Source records
·····

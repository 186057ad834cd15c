use std::collections::BTreeMap;

use chrono::NaiveDateTime;
use serde::{Deserialize, Serialize};

use crate::config::DRYER_UNIT_TYPES;

// ---------------------------------------------------------------------------
// Records
// ---------------------------------------------------------------------------

/// One metered machine run. Immutable once ingested.
#[derive(Debug, Clone, PartialEq, Serialize, Deserialize, sqlx::FromRow)]
pub struct TransactionRecord {
    pub id: String,
    pub site_id: String,
    pub occurred_at: NaiveDateTime,
    /// Minor currency units. Negative for reversals; revenue uses the magnitude.
    pub amount: i64,
    pub unit_name: String,
    pub unit_type: i64,
    pub temperature: i64,
    /// 0 = no soap, 1..=3 = detergent programs.
    pub soap: i64,
    /// Run duration. Values <= 0 mean unknown.
    pub seconds: i64,
    pub program_type: i64,
}

impl TransactionRecord {
    pub fn machine_kind(&self) -> MachineKind {
        MachineKind::from_unit_type(self.unit_type)
    }

    pub fn revenue_cents(&self) -> i64 {
        self.amount.abs()
    }
}

#[derive(Debug, Clone, PartialEq, Eq, Serialize, Deserialize, sqlx::FromRow)]
pub struct Site {
    pub id: String,
    pub name: String,
    pub bank_id: Option<String>,
}

#[derive(Debug, Clone, Copy, PartialEq, Eq, Hash, Serialize, Deserialize)]
#[serde(rename_all = "lowercase")]
pub enum MachineKind {
    Washer,
    Dryer,
}

impl MachineKind {
    pub fn from_unit_type(unit_type: i64) -> Self {
        if DRYER_UNIT_TYPES.contains(&unit_type) {
            MachineKind::Dryer
        } else {
            MachineKind::Washer
        }
    }
}

impl std::fmt::Display for MachineKind {
    fn fmt(&self, f: &mut std::fmt::Formatter<'_>) -> std::fmt::Result {
        match self {
            MachineKind::Washer => write!(f, "washer"),
            MachineKind::Dryer => write!(f, "dryer"),
        }
    }
}

// ---------------------------------------------------------------------------
// Time series
// ---------------------------------------------------------------------------

#[derive(Debug, Clone, Copy, PartialEq, Eq, Hash, Serialize, Deserialize)]
#[serde(rename_all = "lowercase")]
pub enum Interval {
    Day,
    Week,
    Month,
}

impl std::fmt::Display for Interval {
    fn fmt(&self, f: &mut std::fmt::Formatter<'_>) -> std::fmt::Result {
        let s = match self {
            Interval::Day => "day",
            Interval::Week => "week",
            Interval::Month => "month",
        };
        write!(f, "{s}")
    }
}

#[derive(Debug, Clone, PartialEq, Serialize, Deserialize)]
pub struct SeriesPoint {
    pub label: String,
    pub value: f64,
}

/// Ordered (label, value) points at one bucket interval.
#[derive(Debug, Clone, PartialEq, Serialize, Deserialize)]
pub struct TimeSeries {
    pub interval: Interval,
    pub points: Vec<SeriesPoint>,
}

impl TimeSeries {
    pub fn empty(interval: Interval) -> Self {
        Self { interval, points: Vec::new() }
    }

    pub fn is_empty(&self) -> bool {
        self.points.is_empty()
    }

    pub fn labels(&self) -> Vec<String> {
        self.points.iter().map(|p| p.label.clone()).collect()
    }

    pub fn values(&self) -> Vec<f64> {
        self.points.iter().map(|p| p.value).collect()
    }

    pub fn total(&self) -> f64 {
        self.points.iter().map(|p| p.value).sum()
    }
}

/// Which quantity a series tracks.
#[derive(Debug, Clone, Copy, PartialEq, Eq, Hash, Serialize, Deserialize)]
#[serde(rename_all = "snake_case")]
pub enum SeriesKind {
    Revenue,
    Count,
}

impl std::fmt::Display for SeriesKind {
    fn fmt(&self, f: &mut std::fmt::Formatter<'_>) -> std::fmt::Result {
        match self {
            SeriesKind::Revenue => write!(f, "revenue"),
            SeriesKind::Count => write!(f, "count"),
        }
    }
}

// ---------------------------------------------------------------------------
// Metric results
// ---------------------------------------------------------------------------

#[derive(Debug, Clone, PartialEq, Eq, Serialize, Deserialize)]
pub struct LabelCount {
    pub label: String,
    pub count: i64,
}

#[derive(Debug, Clone, PartialEq, Serialize, Deserialize)]
pub struct LabelPercentage {
    pub label: String,
    pub count: i64,
    /// Share of the filtered total, rounded to 2 decimals.
    pub percentage: f64,
}

/// Run counts per machine unit name, split by machine kind.
#[derive(Debug, Clone, Default, PartialEq, Eq, Serialize, Deserialize)]
pub struct MachineBreakdown {
    pub washers: Vec<LabelCount>,
    pub dryers: Vec<LabelCount>,
}

#[derive(Debug, Clone, Default, PartialEq, Serialize, Deserialize)]
pub struct Summary {
    pub total_revenue: f64,
    pub total_transactions: i64,
    pub washer_transactions: i64,
    pub dryer_transactions: i64,
    pub washer_start_price: f64,
    pub dryer_start_price: f64,
}

impl Summary {
    /// Flat key/value view for tabular rendering.
    pub fn key_values(&self) -> Vec<(&'static str, f64)> {
        vec![
            ("total_revenue", self.total_revenue),
            ("total_transactions", self.total_transactions as f64),
            ("washer_transactions", self.washer_transactions as f64),
            ("dryer_transactions", self.dryer_transactions as f64),
            ("washer_start_price", self.washer_start_price),
            ("dryer_start_price", self.dryer_start_price),
        ]
    }
}

#[derive(Debug, Clone, PartialEq, Serialize, Deserialize)]
pub struct SiteDataset {
    pub site: String,
    pub values: Vec<f64>,
}

/// Per-site series over a common label list.
#[derive(Debug, Clone, PartialEq, Serialize, Deserialize)]
pub struct SiteComparison {
    pub kind: SeriesKind,
    pub interval: Interval,
    pub labels: Vec<String>,
    /// Keyed by site display name.
    pub per_site: BTreeMap<String, TimeSeries>,
    /// labels × values projection, one dataset per site, for multi-series charts.
    pub datasets: Vec<SiteDataset>,
}

#[cfg(test)]
mod tests {
    use super::*;

    #[test]
    fn dryer_table_classifies_known_codes() {
        for code in [1, 18, 5] {
            assert_eq!(MachineKind::from_unit_type(code), MachineKind::Dryer, "code {code}");
        }
        for code in [2, 99, 0, -1] {
            assert_eq!(MachineKind::from_unit_type(code), MachineKind::Washer, "code {code}");
        }
    }

    #[test]
    fn revenue_uses_magnitude() {
        let tx = TransactionRecord {
            id: "t1".to_string(),
            site_id: "s1".to_string(),
            occurred_at: chrono::NaiveDate::from_ymd_opt(2025, 1, 1)
                .and_then(|d| d.and_hms_opt(10, 0, 0))
                .unwrap(),
            amount: -200,
            unit_name: "W1".to_string(),
            unit_type: 2,
            temperature: 40,
            soap: 1,
            seconds: 60,
            program_type: 1,
        };
        assert_eq!(tx.revenue_cents(), 200);
        assert_eq!(tx.machine_kind(), MachineKind::Washer);
    }
}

·····

### What the task asks
Copy every line from the data that includes the string "BTreeMap".

### Solved problem
use std::collections::BTreeMap;
    pub per_site: BTreeMap<String, TimeSeries>,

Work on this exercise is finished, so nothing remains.